TASK:
The answer must consist of every line in the data below that holds the word "UnsupportedBackend".

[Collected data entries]
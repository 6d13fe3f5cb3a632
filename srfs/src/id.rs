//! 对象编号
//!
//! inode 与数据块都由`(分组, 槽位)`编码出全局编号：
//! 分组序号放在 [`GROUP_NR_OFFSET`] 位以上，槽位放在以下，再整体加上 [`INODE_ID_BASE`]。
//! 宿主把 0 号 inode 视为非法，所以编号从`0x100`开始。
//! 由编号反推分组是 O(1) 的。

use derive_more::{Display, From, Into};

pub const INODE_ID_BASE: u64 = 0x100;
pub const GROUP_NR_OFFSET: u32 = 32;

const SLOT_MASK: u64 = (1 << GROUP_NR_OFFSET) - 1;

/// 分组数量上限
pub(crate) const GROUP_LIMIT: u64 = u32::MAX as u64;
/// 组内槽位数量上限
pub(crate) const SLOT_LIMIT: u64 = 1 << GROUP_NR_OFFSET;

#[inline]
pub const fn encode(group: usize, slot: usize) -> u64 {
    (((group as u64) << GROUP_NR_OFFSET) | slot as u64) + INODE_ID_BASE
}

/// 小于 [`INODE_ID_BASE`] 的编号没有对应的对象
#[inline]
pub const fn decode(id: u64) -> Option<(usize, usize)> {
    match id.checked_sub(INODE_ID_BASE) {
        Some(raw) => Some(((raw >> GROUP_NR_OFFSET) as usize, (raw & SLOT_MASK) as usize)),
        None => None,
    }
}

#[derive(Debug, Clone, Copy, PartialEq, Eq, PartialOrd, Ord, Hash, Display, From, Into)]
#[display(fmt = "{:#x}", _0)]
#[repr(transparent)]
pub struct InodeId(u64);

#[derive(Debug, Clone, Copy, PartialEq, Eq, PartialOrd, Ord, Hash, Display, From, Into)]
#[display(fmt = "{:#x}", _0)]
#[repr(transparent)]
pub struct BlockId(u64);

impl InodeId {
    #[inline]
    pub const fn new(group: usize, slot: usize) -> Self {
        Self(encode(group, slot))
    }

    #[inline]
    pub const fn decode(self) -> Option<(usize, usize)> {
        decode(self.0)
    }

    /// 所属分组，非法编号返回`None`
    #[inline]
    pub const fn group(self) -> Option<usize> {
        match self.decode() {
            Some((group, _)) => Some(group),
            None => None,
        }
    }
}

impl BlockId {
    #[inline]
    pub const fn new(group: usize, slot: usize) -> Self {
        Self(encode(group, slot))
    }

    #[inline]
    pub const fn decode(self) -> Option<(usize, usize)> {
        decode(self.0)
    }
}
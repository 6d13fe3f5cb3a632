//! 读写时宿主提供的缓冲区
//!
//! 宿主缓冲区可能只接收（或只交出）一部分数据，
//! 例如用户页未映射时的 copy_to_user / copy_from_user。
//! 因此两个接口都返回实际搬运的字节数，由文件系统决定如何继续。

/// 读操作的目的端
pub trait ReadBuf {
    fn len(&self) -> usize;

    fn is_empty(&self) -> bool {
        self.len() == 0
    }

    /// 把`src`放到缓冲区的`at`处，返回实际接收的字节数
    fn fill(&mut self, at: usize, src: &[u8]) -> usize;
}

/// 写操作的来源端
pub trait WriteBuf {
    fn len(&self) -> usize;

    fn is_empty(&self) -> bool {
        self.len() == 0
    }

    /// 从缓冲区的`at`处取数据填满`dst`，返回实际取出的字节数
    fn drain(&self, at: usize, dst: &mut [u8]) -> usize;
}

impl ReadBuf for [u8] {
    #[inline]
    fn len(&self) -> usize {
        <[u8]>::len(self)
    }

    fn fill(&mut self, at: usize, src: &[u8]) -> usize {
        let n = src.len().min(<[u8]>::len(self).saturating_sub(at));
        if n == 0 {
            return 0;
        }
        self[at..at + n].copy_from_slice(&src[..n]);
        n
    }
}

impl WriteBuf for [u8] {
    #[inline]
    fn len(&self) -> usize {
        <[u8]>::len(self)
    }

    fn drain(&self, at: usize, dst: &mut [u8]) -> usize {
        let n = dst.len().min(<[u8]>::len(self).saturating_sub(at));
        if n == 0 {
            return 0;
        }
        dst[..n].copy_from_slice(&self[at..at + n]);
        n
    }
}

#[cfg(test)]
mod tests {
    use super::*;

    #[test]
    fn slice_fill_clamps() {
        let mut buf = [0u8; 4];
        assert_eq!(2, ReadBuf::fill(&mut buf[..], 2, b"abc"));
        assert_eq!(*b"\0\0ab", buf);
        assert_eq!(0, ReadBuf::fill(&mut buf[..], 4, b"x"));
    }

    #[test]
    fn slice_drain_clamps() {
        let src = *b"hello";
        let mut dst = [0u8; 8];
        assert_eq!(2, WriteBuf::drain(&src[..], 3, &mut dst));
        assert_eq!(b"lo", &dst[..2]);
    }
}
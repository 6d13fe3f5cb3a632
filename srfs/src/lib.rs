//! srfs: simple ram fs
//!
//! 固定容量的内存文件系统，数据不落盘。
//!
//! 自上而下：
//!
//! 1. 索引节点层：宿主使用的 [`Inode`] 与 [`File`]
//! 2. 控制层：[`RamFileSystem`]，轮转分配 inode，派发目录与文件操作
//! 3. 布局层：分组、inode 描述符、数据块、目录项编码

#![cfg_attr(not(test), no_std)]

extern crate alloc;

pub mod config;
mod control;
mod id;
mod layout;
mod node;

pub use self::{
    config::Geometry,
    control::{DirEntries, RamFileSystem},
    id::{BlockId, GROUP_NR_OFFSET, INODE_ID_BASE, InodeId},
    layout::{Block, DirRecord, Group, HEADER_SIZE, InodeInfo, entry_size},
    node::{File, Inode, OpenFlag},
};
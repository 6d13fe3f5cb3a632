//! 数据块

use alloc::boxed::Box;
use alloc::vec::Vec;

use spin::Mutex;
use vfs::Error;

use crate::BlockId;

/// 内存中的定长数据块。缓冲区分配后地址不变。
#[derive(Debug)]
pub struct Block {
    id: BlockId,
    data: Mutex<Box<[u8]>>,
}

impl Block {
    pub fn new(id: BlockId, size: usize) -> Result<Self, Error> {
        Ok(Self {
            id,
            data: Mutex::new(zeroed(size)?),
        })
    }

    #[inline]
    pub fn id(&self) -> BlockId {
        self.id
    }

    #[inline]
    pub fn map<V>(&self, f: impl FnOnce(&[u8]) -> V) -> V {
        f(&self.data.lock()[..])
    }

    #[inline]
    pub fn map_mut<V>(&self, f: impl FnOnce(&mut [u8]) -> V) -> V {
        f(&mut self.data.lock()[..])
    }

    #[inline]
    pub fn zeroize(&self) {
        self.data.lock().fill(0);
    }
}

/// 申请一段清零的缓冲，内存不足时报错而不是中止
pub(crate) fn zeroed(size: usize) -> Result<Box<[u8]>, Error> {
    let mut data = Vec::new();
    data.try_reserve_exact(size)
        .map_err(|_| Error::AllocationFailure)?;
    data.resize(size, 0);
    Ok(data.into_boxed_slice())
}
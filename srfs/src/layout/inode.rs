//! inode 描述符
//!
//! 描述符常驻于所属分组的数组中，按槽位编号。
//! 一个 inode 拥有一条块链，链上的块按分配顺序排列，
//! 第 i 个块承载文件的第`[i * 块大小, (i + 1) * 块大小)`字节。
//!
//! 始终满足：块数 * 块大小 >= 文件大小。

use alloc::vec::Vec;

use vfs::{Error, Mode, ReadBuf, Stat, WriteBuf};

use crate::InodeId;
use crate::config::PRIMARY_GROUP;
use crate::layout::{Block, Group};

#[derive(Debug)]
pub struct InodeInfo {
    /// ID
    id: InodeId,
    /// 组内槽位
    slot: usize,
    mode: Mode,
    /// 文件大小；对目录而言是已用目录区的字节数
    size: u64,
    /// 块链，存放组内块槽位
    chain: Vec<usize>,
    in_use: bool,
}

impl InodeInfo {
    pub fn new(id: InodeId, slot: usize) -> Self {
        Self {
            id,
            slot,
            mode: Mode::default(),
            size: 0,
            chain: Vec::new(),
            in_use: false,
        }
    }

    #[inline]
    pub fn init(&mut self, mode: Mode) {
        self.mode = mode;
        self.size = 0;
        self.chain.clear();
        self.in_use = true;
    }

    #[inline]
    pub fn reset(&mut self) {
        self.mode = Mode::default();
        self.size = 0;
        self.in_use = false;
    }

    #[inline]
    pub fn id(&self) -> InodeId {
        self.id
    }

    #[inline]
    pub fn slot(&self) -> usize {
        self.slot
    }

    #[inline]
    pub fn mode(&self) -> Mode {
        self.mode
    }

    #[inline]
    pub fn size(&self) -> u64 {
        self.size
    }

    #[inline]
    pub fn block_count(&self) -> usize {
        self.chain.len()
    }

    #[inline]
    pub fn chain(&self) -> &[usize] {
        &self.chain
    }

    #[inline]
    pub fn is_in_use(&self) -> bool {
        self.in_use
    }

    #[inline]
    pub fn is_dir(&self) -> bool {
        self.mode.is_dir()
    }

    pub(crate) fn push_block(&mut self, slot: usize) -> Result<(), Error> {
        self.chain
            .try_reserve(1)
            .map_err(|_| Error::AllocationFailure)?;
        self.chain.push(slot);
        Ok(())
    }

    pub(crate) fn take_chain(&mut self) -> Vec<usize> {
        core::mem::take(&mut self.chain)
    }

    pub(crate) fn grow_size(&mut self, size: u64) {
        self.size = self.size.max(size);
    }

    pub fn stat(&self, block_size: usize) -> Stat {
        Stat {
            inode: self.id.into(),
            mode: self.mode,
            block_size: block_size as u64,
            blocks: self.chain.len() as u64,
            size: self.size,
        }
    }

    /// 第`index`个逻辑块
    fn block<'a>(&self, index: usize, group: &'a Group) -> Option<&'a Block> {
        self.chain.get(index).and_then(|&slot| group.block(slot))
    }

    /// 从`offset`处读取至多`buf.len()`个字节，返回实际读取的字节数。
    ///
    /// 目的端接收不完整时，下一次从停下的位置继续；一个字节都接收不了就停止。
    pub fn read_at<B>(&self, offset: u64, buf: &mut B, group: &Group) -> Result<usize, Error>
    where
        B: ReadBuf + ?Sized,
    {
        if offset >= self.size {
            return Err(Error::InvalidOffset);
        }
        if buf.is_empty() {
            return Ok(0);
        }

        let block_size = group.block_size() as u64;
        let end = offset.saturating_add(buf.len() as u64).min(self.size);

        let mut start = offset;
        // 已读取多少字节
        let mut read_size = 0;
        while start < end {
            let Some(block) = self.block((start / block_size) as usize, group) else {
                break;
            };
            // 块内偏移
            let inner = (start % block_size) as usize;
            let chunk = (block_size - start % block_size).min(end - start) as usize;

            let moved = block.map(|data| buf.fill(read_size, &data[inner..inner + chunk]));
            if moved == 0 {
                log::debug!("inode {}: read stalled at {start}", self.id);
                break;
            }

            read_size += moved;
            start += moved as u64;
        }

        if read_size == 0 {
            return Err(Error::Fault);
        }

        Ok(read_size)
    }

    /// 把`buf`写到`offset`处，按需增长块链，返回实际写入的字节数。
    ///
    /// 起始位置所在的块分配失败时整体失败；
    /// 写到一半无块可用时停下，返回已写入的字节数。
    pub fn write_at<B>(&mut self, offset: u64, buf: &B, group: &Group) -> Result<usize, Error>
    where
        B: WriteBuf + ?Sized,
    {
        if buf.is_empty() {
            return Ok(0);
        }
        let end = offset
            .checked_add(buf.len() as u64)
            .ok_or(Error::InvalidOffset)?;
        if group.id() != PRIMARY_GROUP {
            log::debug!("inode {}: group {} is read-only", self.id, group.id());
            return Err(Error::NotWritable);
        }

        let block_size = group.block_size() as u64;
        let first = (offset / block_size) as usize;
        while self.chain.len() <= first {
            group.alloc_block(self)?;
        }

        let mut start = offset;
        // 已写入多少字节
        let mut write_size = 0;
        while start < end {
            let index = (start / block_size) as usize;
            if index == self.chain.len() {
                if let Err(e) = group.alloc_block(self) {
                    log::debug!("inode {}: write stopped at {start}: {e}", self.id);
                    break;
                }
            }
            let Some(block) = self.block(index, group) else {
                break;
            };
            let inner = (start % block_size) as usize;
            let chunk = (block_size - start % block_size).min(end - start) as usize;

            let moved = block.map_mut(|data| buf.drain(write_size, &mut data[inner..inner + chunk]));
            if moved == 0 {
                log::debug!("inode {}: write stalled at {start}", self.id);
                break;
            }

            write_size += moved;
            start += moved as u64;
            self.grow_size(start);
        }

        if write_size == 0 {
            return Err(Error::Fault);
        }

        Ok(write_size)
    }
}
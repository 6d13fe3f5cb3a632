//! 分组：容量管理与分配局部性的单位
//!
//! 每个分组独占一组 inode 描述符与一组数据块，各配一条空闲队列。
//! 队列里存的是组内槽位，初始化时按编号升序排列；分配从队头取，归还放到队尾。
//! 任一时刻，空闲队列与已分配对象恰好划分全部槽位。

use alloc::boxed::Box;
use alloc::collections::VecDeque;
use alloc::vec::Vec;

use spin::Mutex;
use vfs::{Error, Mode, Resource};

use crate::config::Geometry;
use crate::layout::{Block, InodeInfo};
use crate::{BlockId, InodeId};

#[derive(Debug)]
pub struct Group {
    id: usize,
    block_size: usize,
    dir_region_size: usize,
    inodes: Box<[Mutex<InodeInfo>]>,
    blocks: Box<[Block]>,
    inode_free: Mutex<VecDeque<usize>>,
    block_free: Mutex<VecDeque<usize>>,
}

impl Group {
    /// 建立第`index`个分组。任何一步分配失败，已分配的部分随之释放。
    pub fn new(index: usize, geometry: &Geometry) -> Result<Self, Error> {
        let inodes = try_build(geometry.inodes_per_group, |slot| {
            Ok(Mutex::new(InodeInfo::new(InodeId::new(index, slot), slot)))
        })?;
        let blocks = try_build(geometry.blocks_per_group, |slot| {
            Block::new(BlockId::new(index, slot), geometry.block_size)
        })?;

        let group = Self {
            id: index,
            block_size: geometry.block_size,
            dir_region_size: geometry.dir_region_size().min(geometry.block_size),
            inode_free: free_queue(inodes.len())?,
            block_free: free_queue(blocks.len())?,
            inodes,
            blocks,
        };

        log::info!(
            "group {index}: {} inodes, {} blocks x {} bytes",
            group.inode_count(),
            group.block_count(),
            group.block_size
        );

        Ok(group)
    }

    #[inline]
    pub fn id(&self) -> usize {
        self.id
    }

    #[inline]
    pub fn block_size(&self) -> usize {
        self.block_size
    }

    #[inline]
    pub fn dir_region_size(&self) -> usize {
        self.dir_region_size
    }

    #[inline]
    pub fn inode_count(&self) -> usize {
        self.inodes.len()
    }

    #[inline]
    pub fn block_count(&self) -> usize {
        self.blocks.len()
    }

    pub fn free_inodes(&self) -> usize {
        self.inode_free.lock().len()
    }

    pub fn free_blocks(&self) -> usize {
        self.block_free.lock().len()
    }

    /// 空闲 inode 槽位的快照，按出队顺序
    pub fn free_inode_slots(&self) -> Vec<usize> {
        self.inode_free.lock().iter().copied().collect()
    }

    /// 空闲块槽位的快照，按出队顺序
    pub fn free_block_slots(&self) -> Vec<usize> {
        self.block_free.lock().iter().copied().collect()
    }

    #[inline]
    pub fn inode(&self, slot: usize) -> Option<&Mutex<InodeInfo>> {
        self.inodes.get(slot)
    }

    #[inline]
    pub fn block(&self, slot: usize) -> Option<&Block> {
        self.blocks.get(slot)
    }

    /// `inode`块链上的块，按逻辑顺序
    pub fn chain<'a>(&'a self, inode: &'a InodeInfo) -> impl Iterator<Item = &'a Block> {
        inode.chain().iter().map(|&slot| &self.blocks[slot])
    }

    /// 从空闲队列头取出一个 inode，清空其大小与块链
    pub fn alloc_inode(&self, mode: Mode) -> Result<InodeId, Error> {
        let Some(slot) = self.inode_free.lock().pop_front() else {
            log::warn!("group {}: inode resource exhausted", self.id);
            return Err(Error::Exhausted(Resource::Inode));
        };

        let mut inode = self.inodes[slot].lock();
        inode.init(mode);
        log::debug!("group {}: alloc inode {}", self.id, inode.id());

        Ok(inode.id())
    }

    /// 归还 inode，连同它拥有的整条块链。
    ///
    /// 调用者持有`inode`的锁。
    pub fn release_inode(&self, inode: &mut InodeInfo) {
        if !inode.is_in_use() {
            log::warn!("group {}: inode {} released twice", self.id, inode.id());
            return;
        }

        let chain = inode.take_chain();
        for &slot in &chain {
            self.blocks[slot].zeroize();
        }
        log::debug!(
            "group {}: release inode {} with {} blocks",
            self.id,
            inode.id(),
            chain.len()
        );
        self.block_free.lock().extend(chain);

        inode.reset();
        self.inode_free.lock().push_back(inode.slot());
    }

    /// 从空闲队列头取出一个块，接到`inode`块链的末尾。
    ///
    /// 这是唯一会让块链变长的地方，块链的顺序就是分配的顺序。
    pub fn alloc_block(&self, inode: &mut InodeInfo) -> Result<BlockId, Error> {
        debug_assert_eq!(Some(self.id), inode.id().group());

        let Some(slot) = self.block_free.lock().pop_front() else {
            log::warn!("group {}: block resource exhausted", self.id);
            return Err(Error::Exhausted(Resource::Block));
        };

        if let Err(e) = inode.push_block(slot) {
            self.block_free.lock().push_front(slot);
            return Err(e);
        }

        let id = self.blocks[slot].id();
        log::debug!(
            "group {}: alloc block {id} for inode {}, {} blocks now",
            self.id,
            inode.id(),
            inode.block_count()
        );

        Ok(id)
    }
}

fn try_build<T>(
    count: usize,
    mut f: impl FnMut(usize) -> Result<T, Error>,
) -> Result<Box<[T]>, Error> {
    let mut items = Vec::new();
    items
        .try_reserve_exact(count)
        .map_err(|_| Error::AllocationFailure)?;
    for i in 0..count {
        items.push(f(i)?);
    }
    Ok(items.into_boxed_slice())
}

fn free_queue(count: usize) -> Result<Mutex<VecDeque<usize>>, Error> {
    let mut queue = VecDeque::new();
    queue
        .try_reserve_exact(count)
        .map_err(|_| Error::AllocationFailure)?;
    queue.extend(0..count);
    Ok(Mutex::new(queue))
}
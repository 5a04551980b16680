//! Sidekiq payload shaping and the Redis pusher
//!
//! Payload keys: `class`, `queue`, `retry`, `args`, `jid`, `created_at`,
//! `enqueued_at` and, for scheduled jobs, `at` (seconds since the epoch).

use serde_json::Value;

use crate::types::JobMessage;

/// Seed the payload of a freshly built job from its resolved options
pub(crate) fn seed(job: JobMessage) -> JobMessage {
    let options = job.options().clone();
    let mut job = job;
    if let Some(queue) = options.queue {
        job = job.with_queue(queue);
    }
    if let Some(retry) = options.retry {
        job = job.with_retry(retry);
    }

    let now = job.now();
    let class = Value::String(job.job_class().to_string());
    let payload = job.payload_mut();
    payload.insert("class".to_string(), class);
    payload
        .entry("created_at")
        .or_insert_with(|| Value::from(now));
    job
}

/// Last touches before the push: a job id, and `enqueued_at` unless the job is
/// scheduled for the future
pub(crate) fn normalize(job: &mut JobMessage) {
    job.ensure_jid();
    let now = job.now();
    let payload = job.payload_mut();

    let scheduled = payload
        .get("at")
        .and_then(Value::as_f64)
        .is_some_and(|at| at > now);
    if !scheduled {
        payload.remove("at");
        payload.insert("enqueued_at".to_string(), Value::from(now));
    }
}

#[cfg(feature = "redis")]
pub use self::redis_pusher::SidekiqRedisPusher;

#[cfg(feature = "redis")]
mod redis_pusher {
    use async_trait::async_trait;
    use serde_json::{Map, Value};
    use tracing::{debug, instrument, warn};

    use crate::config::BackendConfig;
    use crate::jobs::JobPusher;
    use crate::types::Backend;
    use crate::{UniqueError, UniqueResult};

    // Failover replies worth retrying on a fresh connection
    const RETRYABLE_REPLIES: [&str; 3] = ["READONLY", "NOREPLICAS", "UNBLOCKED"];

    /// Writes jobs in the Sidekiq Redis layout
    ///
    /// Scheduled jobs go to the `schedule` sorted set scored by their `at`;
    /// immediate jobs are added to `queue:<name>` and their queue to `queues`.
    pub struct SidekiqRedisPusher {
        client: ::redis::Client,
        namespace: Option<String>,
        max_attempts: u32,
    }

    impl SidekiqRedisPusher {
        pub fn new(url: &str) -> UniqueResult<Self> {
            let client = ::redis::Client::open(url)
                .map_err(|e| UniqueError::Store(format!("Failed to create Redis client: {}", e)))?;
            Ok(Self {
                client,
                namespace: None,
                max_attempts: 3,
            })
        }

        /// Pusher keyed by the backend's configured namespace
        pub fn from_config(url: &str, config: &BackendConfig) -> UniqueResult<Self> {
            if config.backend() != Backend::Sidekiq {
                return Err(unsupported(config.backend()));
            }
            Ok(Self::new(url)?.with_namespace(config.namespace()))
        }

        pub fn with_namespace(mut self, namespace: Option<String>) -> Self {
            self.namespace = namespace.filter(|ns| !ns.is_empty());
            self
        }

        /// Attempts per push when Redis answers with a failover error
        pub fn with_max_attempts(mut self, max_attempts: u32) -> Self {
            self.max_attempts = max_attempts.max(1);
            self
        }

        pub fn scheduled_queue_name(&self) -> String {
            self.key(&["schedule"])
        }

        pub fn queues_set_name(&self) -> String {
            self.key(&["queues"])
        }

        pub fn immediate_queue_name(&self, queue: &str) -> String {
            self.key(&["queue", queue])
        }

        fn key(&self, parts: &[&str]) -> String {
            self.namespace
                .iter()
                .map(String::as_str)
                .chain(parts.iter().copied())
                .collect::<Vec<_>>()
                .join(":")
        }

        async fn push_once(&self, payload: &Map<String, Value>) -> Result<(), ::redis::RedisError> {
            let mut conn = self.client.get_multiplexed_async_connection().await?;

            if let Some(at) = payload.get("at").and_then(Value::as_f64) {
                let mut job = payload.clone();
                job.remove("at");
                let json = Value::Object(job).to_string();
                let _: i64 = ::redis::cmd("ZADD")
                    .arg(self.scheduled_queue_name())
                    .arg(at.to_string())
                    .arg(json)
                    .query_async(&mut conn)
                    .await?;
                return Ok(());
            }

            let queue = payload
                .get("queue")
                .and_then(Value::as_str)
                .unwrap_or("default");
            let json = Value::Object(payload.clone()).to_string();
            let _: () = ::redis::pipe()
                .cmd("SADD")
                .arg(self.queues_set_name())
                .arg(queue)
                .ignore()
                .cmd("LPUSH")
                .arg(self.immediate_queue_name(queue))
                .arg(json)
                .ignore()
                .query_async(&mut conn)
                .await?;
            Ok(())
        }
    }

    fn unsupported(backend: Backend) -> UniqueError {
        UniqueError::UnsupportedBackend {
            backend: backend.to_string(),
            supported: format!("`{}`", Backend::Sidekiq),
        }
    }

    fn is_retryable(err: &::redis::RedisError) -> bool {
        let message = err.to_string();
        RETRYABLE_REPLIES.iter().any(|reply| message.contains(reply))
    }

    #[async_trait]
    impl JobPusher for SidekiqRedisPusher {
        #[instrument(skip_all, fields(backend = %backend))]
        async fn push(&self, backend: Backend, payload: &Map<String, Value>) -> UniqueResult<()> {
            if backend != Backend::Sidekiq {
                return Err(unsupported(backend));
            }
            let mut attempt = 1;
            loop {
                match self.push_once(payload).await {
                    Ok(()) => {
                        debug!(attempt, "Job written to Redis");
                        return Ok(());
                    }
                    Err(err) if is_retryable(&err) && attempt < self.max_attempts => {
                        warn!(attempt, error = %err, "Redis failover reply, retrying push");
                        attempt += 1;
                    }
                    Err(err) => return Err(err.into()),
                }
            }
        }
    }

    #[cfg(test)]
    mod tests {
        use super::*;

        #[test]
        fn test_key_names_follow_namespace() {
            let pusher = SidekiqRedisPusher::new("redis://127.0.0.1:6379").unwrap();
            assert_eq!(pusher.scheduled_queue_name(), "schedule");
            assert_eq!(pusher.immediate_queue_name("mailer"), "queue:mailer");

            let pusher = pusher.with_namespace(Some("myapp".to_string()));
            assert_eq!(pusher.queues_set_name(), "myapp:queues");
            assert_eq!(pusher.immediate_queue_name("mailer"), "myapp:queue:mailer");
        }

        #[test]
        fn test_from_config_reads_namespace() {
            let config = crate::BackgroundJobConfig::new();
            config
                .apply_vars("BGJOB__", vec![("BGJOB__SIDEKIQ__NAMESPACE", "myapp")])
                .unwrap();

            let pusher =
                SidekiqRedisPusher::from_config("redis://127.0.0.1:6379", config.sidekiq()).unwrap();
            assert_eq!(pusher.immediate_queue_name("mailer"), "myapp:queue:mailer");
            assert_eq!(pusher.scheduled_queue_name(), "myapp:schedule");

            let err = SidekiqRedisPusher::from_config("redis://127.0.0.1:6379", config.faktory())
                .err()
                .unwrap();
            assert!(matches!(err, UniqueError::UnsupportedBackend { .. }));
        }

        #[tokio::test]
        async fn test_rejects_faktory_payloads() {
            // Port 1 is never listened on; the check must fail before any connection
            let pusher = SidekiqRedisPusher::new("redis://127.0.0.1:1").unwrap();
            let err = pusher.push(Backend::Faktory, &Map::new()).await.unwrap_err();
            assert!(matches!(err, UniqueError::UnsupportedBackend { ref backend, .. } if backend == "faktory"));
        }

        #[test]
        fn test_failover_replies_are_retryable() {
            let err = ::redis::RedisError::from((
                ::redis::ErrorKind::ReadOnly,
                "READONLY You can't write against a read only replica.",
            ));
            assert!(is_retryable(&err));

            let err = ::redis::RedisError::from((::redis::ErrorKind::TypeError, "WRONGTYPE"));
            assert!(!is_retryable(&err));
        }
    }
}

YOUR RESPONSE:
        UniqueError::UnsupportedBackend {
            assert!(matches!(err, UniqueError::UnsupportedBackend { .. }));
            assert!(matches!(err, UniqueError::UnsupportedBackend { ref backend, .. } if backend == "faktory"));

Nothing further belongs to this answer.